Suppose we have a machine with 4 GPUs, so we want to run training in distributed mode. We also want to see the evaluation metrics while the training is in progress. All the parameters from config file can be redefined in command line and parsed to the run script as arguments. So, we can, for example, change the batch size and number of epochs:

python launch.py --nproc_per_node=4 run.py --config_file="./logP_gcnn_config.py" --mode="train_eval" --batch_size=256 --num_epochs=100

The output will be:

Directory created
*** Starting training from scratch process 3
*** Starting training from scratch process 2
*** Starting training from scratch process 0
*** Starting training from scratch process 1
Distributed process with rank 2 initiated
Distributed process with rank 0 initiated
Distributed process with rank 1 initiated
Distributed process with rank 3 initiated
TRAINING: [Time: 0m 2s, Epoch: 0, Progress: 0%, Loss: 6.6458]
EVALUATION: [Time: 0m 0s, Loss: 9.3421, Metrics: -1.7553]
TRAINING: [Time: 0m 30s, Epoch: 10, Progress: 9%, Loss: 0.6615]
EVALUATION: [Time: 0m 0s, Loss: 0.7187, Metrics: 0.7797]
TRAINING: [Time: 0m 59s, Epoch: 20, Progress: 19%, Loss: 0.2883]
EVALUATION: [Time: 0m 0s, Loss: 0.3752, Metrics: 0.8838]
TRAINING: [Time: 1m 27s, Epoch: 30, Progress: 29%, Loss: 0.2386]
EVALUATION: [Time: 0m 0s, Loss: 0.4741, Metrics: 0.8525]
TRAINING: [Time: 1m 56s, Epoch: 40, Progress: 39%, Loss: 0.1678]
EVALUATION: [Time: 0m 0s, Loss: 0.3098, Metrics: 0.9036]
TRAINING: [Time: 2m 24s, Epoch: 50, Progress: 49%, Loss: 0.1827]
EVALUATION: [Time: 0m 0s, Loss: 0.3661, Metrics: 0.8860]
TRAINING: [Time: 2m 54s, Epoch: 60, Progress: 59%, Loss: 0.1364]
EVALUATION: [Time: 0m 0s, Loss: 0.3084, Metrics: 0.9044]
TRAINING: [Time: 3m 23s, Epoch: 70, Progress: 69%, Loss: 0.1356]
EVALUATION: [Time: 0m 0s, Loss: 0.2910, Metrics: 0.9093]
TRAINING: [Time: 3m 51s, Epoch: 80, Progress: 79%, Loss: 0.1276]
EVALUATION: [Time: 0m 0s, Loss: 0.3355, Metrics: 0.8959]
TRAINING: [Time: 4m 20s, Epoch: 90, Progress: 89%, Loss: 0.1096]
EVALUATION: [Time: 0m 0s, Loss: 0.2944, Metrics: 0.9085]
TRAINING: [Time: 4m 50s, Epoch: 100, Progress: 99%, Loss: 0.1029]
EVALUATION: [Time: 0m 0s, Loss: 0.3153, Metrics: 0.9020]

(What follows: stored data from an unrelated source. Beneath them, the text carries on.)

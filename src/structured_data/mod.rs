//! Runtime instances of generated types and their JSON-LD rendering.
//!
//! A [`SchemaObject`] mirrors a populated concrete type: metadata plus an
//! ordered list of set fields. [`StructuredDataService`] turns it into a
//! linked-data document.

use chrono::{DateTime, Utc};

mod service;

pub use service::StructuredDataService;

use crate::vocabulary::value_objects::Iri;

/// Class identity carried by every concrete instance.
#[derive(Clone, Debug, PartialEq, Eq)]
pub struct SchemaMetadata {
    id: String,
    label: String,
    sub_class_of: Vec<String>,
}

impl SchemaMetadata {
    #[must_use]
    pub fn new(id: impl Into<String>, label: impl Into<String>) -> Self {
        Self {
            id: id.into(),
            label: label.into(),
            sub_class_of: Vec::new(),
        }
    }

    #[must_use]
    pub fn with_parent(mut self, parent: impl Into<String>) -> Self {
        self.sub_class_of.push(parent.into());
        self
    }

    #[must_use]
    pub fn id(&self) -> &str {
        &self.id
    }

    /// Rendered as the `@type` of the instance.
    #[must_use]
    pub fn label(&self) -> &str {
        &self.label
    }

    #[must_use]
    pub fn sub_class_of(&self) -> &[String] {
        &self.sub_class_of
    }
}

/// Value of a field on a [`SchemaObject`].
#[derive(Clone, Debug, PartialEq)]
pub enum Value {
    Text(String),
    Integer(i64),
    Float(f64),
    Boolean(bool),
    /// Rendered as ISO-8601 UTC with millisecond precision.
    Date(DateTime<Utc>),
    /// Enumeration member or any other address.
    Iri(Iri),
    /// Nested instance, flattened recursively.
    Object(Box<SchemaObject>),
    /// Ordered collection; nested instances inside are flattened.
    List(Vec<Value>),
    /// Passed through untouched.
    Json(serde_json::Value),
}

impl From<&str> for Value {
    fn from(value: &str) -> Self {
        Self::Text(value.to_string())
    }
}

impl From<String> for Value {
    fn from(value: String) -> Self {
        Self::Text(value)
    }
}

impl From<i64> for Value {
    fn from(value: i64) -> Self {
        Self::Integer(value)
    }
}

impl From<f64> for Value {
    fn from(value: f64) -> Self {
        Self::Float(value)
    }
}

impl From<bool> for Value {
    fn from(value: bool) -> Self {
        Self::Boolean(value)
    }
}

impl From<DateTime<Utc>> for Value {
    fn from(value: DateTime<Utc>) -> Self {
        Self::Date(value)
    }
}

impl From<Iri> for Value {
    fn from(value: Iri) -> Self {
        Self::Iri(value)
    }
}

impl From<SchemaObject> for Value {
    fn from(value: SchemaObject) -> Self {
        Self::Object(Box::new(value))
    }
}

impl<T: Into<Value>> From<Vec<T>> for Value {
    fn from(values: Vec<T>) -> Self {
        Self::List(values.into_iter().map(Into::into).collect())
    }
}

impl From<serde_json::Value> for Value {
    fn from(value: serde_json::Value) -> Self {
        Self::Json(value)
    }
}

/// Populated instance of a concrete type.
///
/// Fields keep the order they were first set in; setting a field again
/// replaces its value in place.
#[derive(Clone, Debug, PartialEq)]
pub struct SchemaObject {
    metadata: SchemaMetadata,
    fields: Vec<(String, Value)>,
}

impl SchemaObject {
    #[must_use]
    pub fn new(metadata: SchemaMetadata) -> Self {
        Self {
            metadata,
            fields: Vec::new(),
        }
    }

    /// Sets `name`, keeping its original position when already present.
    pub fn set(&mut self, name: impl Into<String>, value: impl Into<Value>) -> &mut Self {
        let name = name.into();
        let value = value.into();
        match self.fields.iter_mut().find(|(field, _)| *field == name) {
            Some((_, slot)) => *slot = value,
            None => self.fields.push((name, value)),
        }
        self
    }

    /// Builder form of [`SchemaObject::set`].
    #[must_use]
    pub fn with(mut self, name: impl Into<String>, value: impl Into<Value>) -> Self {
        self.set(name, value);
        self
    }

    /// Clears a field, returning its previous value.
    pub fn unset(&mut self, name: &str) -> Option<Value> {
        let position = self.fields.iter().position(|(field, _)| field == name)?;
        Some(self.fields.remove(position).1)
    }

    #[must_use]
    pub fn get(&self, name: &str) -> Option<&Value> {
        self.fields
            .iter()
            .find(|(field, _)| field == name)
            .map(|(_, value)| value)
    }

    #[must_use]
    pub fn metadata(&self) -> &SchemaMetadata {
        &self.metadata
    }

    /// Set fields in assignment order.
    pub fn fields(&self) -> impl Iterator<Item = (&str, &Value)> {
        self.fields
            .iter()
            .map(|(name, value)| (name.as_str(), value))
    }
}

Model checkpoints and tensorboard log are saved to logdir folder specified in the configuration file.

Now you can evaluate model:

python launch.py --nproc_per_node=4 run.py --config_file="./logP_gcnn_config.py" --mode="eval"

The output will be:

*** Loading model from /home/user/OpenChem/logs/checkpoint/epoch_100
*** Loading model from /home/user/OpenChem/logs/checkpoint/epoch_100
*** Loading model from /home/user/OpenChem/logs/checkpoint/epoch_100
*** Loading model from /home/user/OpenChem/logs/checkpoint/epoch_100
Distributed process with rank 3 initiated
Distributed process with rank 1 initiated
Distributed process with rank 2 initiated
Distributed process with rank 0 initiated
=> loading model  pre-trained model
=> loading model  pre-trained model
=> loading model  pre-trained model
=> loading model  pre-trained model
EVALUATION: [Time: 0m 6s, Loss: 0.3153, Metrics: 0.9020]

So, we trained a Graph Convolution Neural Network for predicting partition coefficient logP and got test set R-squared score of 0.90.